Recounting some of his own experience in finding a home for translation in British academia, Peter Bush took the critique of the theory/practice divide to the macro-level by describing attempts to establish Translation Studies as a discipline despite the absence of recognition, in government-sponsored Research Assessment Exercises, for published translations as evidence of faculty output. Like Allen, he was especially critical of prevailing, primitive approaches to translation criticism, giving examples of several established Oxbridge literature professors whose “scholarship” involves little more than attacking word choices. He ended with a reminder that translation theory is only one theory out of many, and that a translation, like any text, can and ought to be engaged from a variety of perspectives.

If both Allen and Bush addressed the problems that translators face, focusing on the fraught relationship between Translation Studies and translation practice, Sean Cotter and Bill Johnston proposed two somewhat different solutions. Cotter suggested that the divide between theory and praxis was largely a cultural one and that it might be abrogated by approaches associated with descriptive translation studies. Taking seriously the question implicit in the panel’s title, Cotter suggested ways for translators to “take back” theory for themselves. He made three points: 1) theory is diverse (here he mapped out rather efficiently a range of existing traditions in translation studies); 2) theory is creative (here he pointed out that theorizing involves building not only objects of study, but arguments about them and new concepts as well); and 3) theory is useful (here he asked how one might bring the practice of translation closer to theory, and provided an example of how his own translation of Mircea Cartarescu had been informed by an awareness of specific theoretical concerns).

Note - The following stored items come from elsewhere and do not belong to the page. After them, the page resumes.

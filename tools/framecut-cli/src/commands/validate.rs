//! Validate a timeline snapshot.

use std::path::PathBuf;

use framecut_common::ExportLogger;
use framecut_export::FilterValidator;
use framecut_timeline::TimelineElement;

pub fn run(path: PathBuf) -> anyhow::Result<()> {
    let project = super::load_project(&path)?;

    println!("Snapshot: {}", path.display());
    println!(
        "  Canvas: {}x{} @ {} fps",
        project.settings.width, project.settings.height, project.settings.fps
    );
    println!("  Duration: {:.2}s", project.duration);
    println!("  Tracks: {}", project.tracks.len());
    println!("  Elements: {}", project.element_count());
    println!("  Media items: {}", project.media_items.len());

    let mut issues = project.validate();
    let mut warnings = vec![];

    let validator = FilterValidator::new(ExportLogger::new());
    for track in project.audible_tracks() {
        for element in &track.elements {
            let timing = element.timing();
            let report = validator.validate_timing(
                timing.start_time,
                timing.effective_duration(),
                project.duration,
            );
            let kind = match element {
                TimelineElement::Media(_) => "media",
                TimelineElement::Text(_) => "text",
            };
            for error in report.errors {
                issues.push(format!("{kind} element \"{}\": {error}", element.label()));
            }
            for warning in report.warnings {
                warnings.push(format!("{kind} element \"{}\": {warning}", element.label()));
            }
        }
    }

    for warning in &warnings {
        println!("  [WARN] {warning}");
    }

    if issues.is_empty() {
        println!("\nSnapshot is valid.");
        Ok(())
    } else {
        println!("\nIssues found:");
        for issue in &issues {
            println!("  - {issue}");
        }
        anyhow::bail!("{} issue(s) found", issues.len())
    }
}
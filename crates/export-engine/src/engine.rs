//! The external media engine.
//!
//! The export pipeline only needs four things from an engine: a private input
//! space to write named files into, a way to run a token-list command with
//! progress, and a way to read the result back. [`FfmpegEngine`] provides
//! them with a per-session working directory and the `ffmpeg` binary.

use std::path::{Path, PathBuf};
use std::process::Stdio;
use std::sync::atomic::{AtomicU64, Ordering};

use tokio::io::{AsyncBufReadExt, AsyncReadExt, BufReader};
use tokio::process::Command;

use framecut_common::config::EngineConfig;
use framecut_common::error::{FramecutError, FramecutResult};

/// Creates a fresh engine each time the export service (re)initialises.
pub type EngineFactory = Box<dyn Fn() -> Box<dyn MediaEngine> + Send + Sync>;

/// What a successful run left behind.
#[derive(Debug, Clone, Default)]
pub struct ExecOutcome {
    pub stderr: String,
}

/// Abstract interface for the media-encoding engine.
#[async_trait::async_trait]
pub trait MediaEngine: Send {
    /// Engine name for logs.
    fn name(&self) -> &str;

    /// Start the engine and allocate its input space.
    async fn load(&mut self) -> FramecutResult<()>;

    /// Store `data` under `name` in the input space.
    async fn write_file(&mut self, name: &str, data: &[u8]) -> FramecutResult<()>;

    /// Run a command. `on_progress` receives the completed fraction in
    /// `[0, 1]` relative to `expected_duration_secs`.
    async fn exec(
        &mut self,
        args: &[String],
        expected_duration_secs: f64,
        on_progress: &(dyn Fn(f64) + Send + Sync),
    ) -> FramecutResult<ExecOutcome>;

    /// Read a file produced by a previous [`MediaEngine::exec`].
    async fn read_file(&mut self, name: &str) -> FramecutResult<Vec<u8>>;

    /// Release all engine state. Safe to call more than once.
    async fn terminate(&mut self) -> FramecutResult<()>;
}

static SESSION_COUNTER: AtomicU64 = AtomicU64::new(0);

/// Engine backed by the `ffmpeg` binary.
pub struct FfmpegEngine {
    binary: String,
    work_root: PathBuf,
    keep_work_dir: bool,
    session_dir: Option<PathBuf>,
}

impl FfmpegEngine {
    pub fn new(binary: impl Into<String>, work_root: impl Into<PathBuf>) -> Self {
        Self {
            binary: binary.into(),
            work_root: work_root.into(),
            keep_work_dir: false,
            session_dir: None,
        }
    }

    pub fn from_config(config: &EngineConfig) -> Self {
        Self::new(&config.ffmpeg_binary, &config.work_dir).keep_work_dir(config.keep_work_dir)
    }

    /// Leave the session directory on disk after termination.
    pub fn keep_work_dir(mut self, keep: bool) -> Self {
        self.keep_work_dir = keep;
        self
    }

    pub fn session_dir(&self) -> Option<&Path> {
        self.session_dir.as_deref()
    }

    fn session(&self) -> FramecutResult<&Path> {
        self.session_dir
            .as_deref()
            .ok_or(FramecutError::NotInitialized)
    }

    fn path_for(&self, name: &str) -> FramecutResult<PathBuf> {
        if !is_plain_file_name(name) {
            return Err(FramecutError::input_write(
                name,
                "file names must not contain path separators or '..'",
            ));
        }
        Ok(self.session()?.join(name))
    }
}

#[async_trait::async_trait]
impl MediaEngine for FfmpegEngine {
    fn name(&self) -> &str {
        "ffmpeg"
    }

    async fn load(&mut self) -> FramecutResult<()> {
        if self.session_dir.is_some() {
            return Ok(());
        }

        let version = probe_version(&self.binary).await?;
        tracing::info!(binary = %self.binary, %version, "ffmpeg available");

        let dir = self.work_root.join(format!(
            "session-{}-{}",
            std::process::id(),
            SESSION_COUNTER.fetch_add(1, Ordering::Relaxed)
        ));
        tokio::fs::create_dir_all(&dir).await.map_err(|e| {
            FramecutError::engine_init(format!(
                "Failed to create work directory {}: {e}",
                dir.display()
            ))
        })?;
        tracing::debug!(dir = %dir.display(), "Engine session directory created");
        self.session_dir = Some(dir);
        Ok(())
    }

    async fn write_file(&mut self, name: &str, data: &[u8]) -> FramecutResult<()> {
        let path = self.path_for(name)?;
        tokio::fs::write(&path, data)
            .await
            .map_err(|e| FramecutError::input_write(name, e.to_string()))?;
        tracing::debug!(name, bytes = data.len(), "Wrote engine input");
        Ok(())
    }

    async fn exec(
        &mut self,
        args: &[String],
        expected_duration_secs: f64,
        on_progress: &(dyn Fn(f64) + Send + Sync),
    ) -> FramecutResult<ExecOutcome> {
        let session = self.session()?.to_path_buf();
        tracing::debug!(?args, "Running ffmpeg");

        let mut cmd = Command::new(&self.binary);
        cmd.current_dir(&session)
            .args(["-hide_banner", "-nostats", "-progress", "pipe:1"])
            .args(args)
            .stdin(Stdio::null())
            .stdout(Stdio::piped())
            .stderr(Stdio::piped())
            .kill_on_drop(true);

        let start = std::time::Instant::now();
        let mut child = cmd
            .spawn()
            .map_err(|e| FramecutError::execution(format!("Failed to start ffmpeg: {e}"), ""))?;
        tracing::info!(pid = child.id(), args_len = args.len(), "ffmpeg process started");

        let stdout = child
            .stdout
            .take()
            .ok_or_else(|| FramecutError::execution("Failed to capture ffmpeg stdout", ""))?;
        let mut stderr = child
            .stderr
            .take()
            .ok_or_else(|| FramecutError::execution("Failed to capture ffmpeg stderr", ""))?;

        // ffmpeg blocks once the stderr pipe fills up.
        let stderr_task = tokio::spawn(async move {
            let mut output = String::new();
            match stderr.read_to_string(&mut output).await {
                Ok(_) => output,
                Err(err) => format!("<failed to read ffmpeg stderr: {err}>"),
            }
        });

        let mut lines = BufReader::new(stdout).lines();
        let mut state = ProgressState::default();
        loop {
            let line = lines.next_line().await.map_err(|e| {
                FramecutError::execution(format!("Failed reading ffmpeg progress: {e}"), "")
            })?;
            let Some(line) = line else {
                break;
            };

            if let Some((key, value)) = line.trim().split_once('=') {
                state.update(key, value);
                if key == "progress" {
                    on_progress(state.fraction(expected_duration_secs));
                }
            }
        }

        let status = child
            .wait()
            .await
            .map_err(|e| FramecutError::execution(format!("Failed to wait on ffmpeg: {e}"), ""))?;
        let stderr_output = stderr_task
            .await
            .unwrap_or_else(|_| "<failed to join stderr reader>".to_string());

        tracing::info!(
            %status,
            elapsed_secs = start.elapsed().as_secs_f64(),
            "ffmpeg process finished"
        );

        if !status.success() {
            let tail = last_lines(&stderr_output, 5);
            return Err(FramecutError::execution(
                format!("ffmpeg exited with {status}: {tail}"),
                stderr_output,
            ));
        }

        on_progress(1.0);
        Ok(ExecOutcome {
            stderr: stderr_output,
        })
    }

    async fn read_file(&mut self, name: &str) -> FramecutResult<Vec<u8>> {
        let path = self.path_for(name)?;
        match tokio::fs::read(&path).await {
            Ok(data) => Ok(data),
            Err(e) if e.kind() == std::io::ErrorKind::NotFound => {
                Err(FramecutError::FileNotFound { path })
            }
            Err(e) => Err(e.into()),
        }
    }

    async fn terminate(&mut self) -> FramecutResult<()> {
        let Some(dir) = self.session_dir.take() else {
            return Ok(());
        };
        if self.keep_work_dir {
            tracing::info!(dir = %dir.display(), "Keeping engine work directory");
            return Ok(());
        }
        match tokio::fs::remove_dir_all(&dir).await {
            Ok(()) => Ok(()),
            Err(e) if e.kind() == std::io::ErrorKind::NotFound => Ok(()),
            Err(e) => Err(e.into()),
        }
    }
}

/// First line of `<binary> -version`; errors when the binary cannot run.
pub async fn probe_version(binary: &str) -> FramecutResult<String> {
    let output = Command::new(binary)
        .arg("-version")
        .stdin(Stdio::null())
        .output()
        .await
        .map_err(|e| FramecutError::engine_init(format!("Failed to run {binary}: {e}")))?;

    if !output.status.success() {
        return Err(FramecutError::engine_init(format!(
            "{binary} -version exited with {}",
            output.status
        )));
    }

    Ok(String::from_utf8_lossy(&output.stdout)
        .lines()
        .next()
        .unwrap_or_default()
        .trim()
        .to_string())
}

/// Whether `name` stays inside the directory it is joined onto.
fn is_plain_file_name(name: &str) -> bool {
    !name.is_empty()
        && name != "."
        && !name.contains("..")
        && !name.contains(['/', '\\'])
}

fn last_lines(text: &str, n: usize) -> String {
    let lines: Vec<&str> = text.lines().filter(|l| !l.trim().is_empty()).collect();
    lines[lines.len().saturating_sub(n)..].join(" | ")
}

/// Key/value state accumulated from `-progress` output.
#[derive(Debug, Default)]
struct ProgressState {
    out_time_secs: f64,
    complete: bool,
}

impl ProgressState {
    fn update(&mut self, key: &str, value: &str) {
        match key {
            // Despite the name, ffmpeg reports this one in microseconds too.
            "out_time_ms" | "out_time_us" => {
                if let Ok(us) = value.parse::<f64>() {
                    self.out_time_secs = us / 1_000_000.0;
                }
            }
            "progress" => {
                self.complete = value == "end";
            }
            _ => {}
        }
    }

    fn fraction(&self, expected_duration_secs: f64) -> f64 {
        if self.complete {
            1.0
        } else if expected_duration_secs <= 0.0 {
            0.0
        } else {
            (self.out_time_secs / expected_duration_secs).clamp(0.0, 1.0)
        }
    }
}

Drawing on his secret life as a professor of applied linguistics and foreign language acquisition education, Bill Johnston began his talk by suggesting that the respect teachers had gained in the past twenty years or so had resulted from their own attempts to reclaim the description and recognition of their work away from its theorization by education scholars. He pulled out a well-worn copy of Donald Schön’s 1983 book The Reflective Practitioner: How Professionals Think in Action, pointing to its influence in shaping this transformation, and briefly encapsulated Schön’s critique of the technical rationality model of education theory and the divide between the kinds of knowledge rewarded in universities and actual practice, and his proposal of a “reflection-in-action” model that would help teachers and other professionals develop their practice. Like Allen and Bush, Johnston affirmed a resistance to the concept of “application,” arguing that theory is most useful when it emerges out of praxis; and he cited as a strong example of a praxis-driven theory Seamus Heaney’s introduction to his own translation of Beowulf.

What became clear during this panel was that “taking back” Translation Studies, however understood, depends squarely on translators themselves being heard, and this means translators need to write: whether it’s translator’s prefaces, book reviews of translations, criticism, or scholarship. One thing I wish had been addressed in greater depth, at least in the North American context (Peter Bush talked about it in his discussion of the limits of educational assessment in the UK), is the role of Translation Studies at universities, particularly in the fragile eco-systems of language departments. Translation Studies is for obvious reasons especially well placed to strengthen ties between English and other modern and classical languages on campuses, particularly in institutions that don’t sustain a separate Comparative Literature program. But it can also facilitate communication between languages and the social sciences, and even the natural sciences. More important, however, is what translation and Translation Studies can offer students in the classroom. This was the topic of the panel that followed — and also of another one at this year’s ALTA, “To MFA or Not to MFA: The Translation Question,” which took place before I arrived, unfortunately, and featured educators, not the students themselves.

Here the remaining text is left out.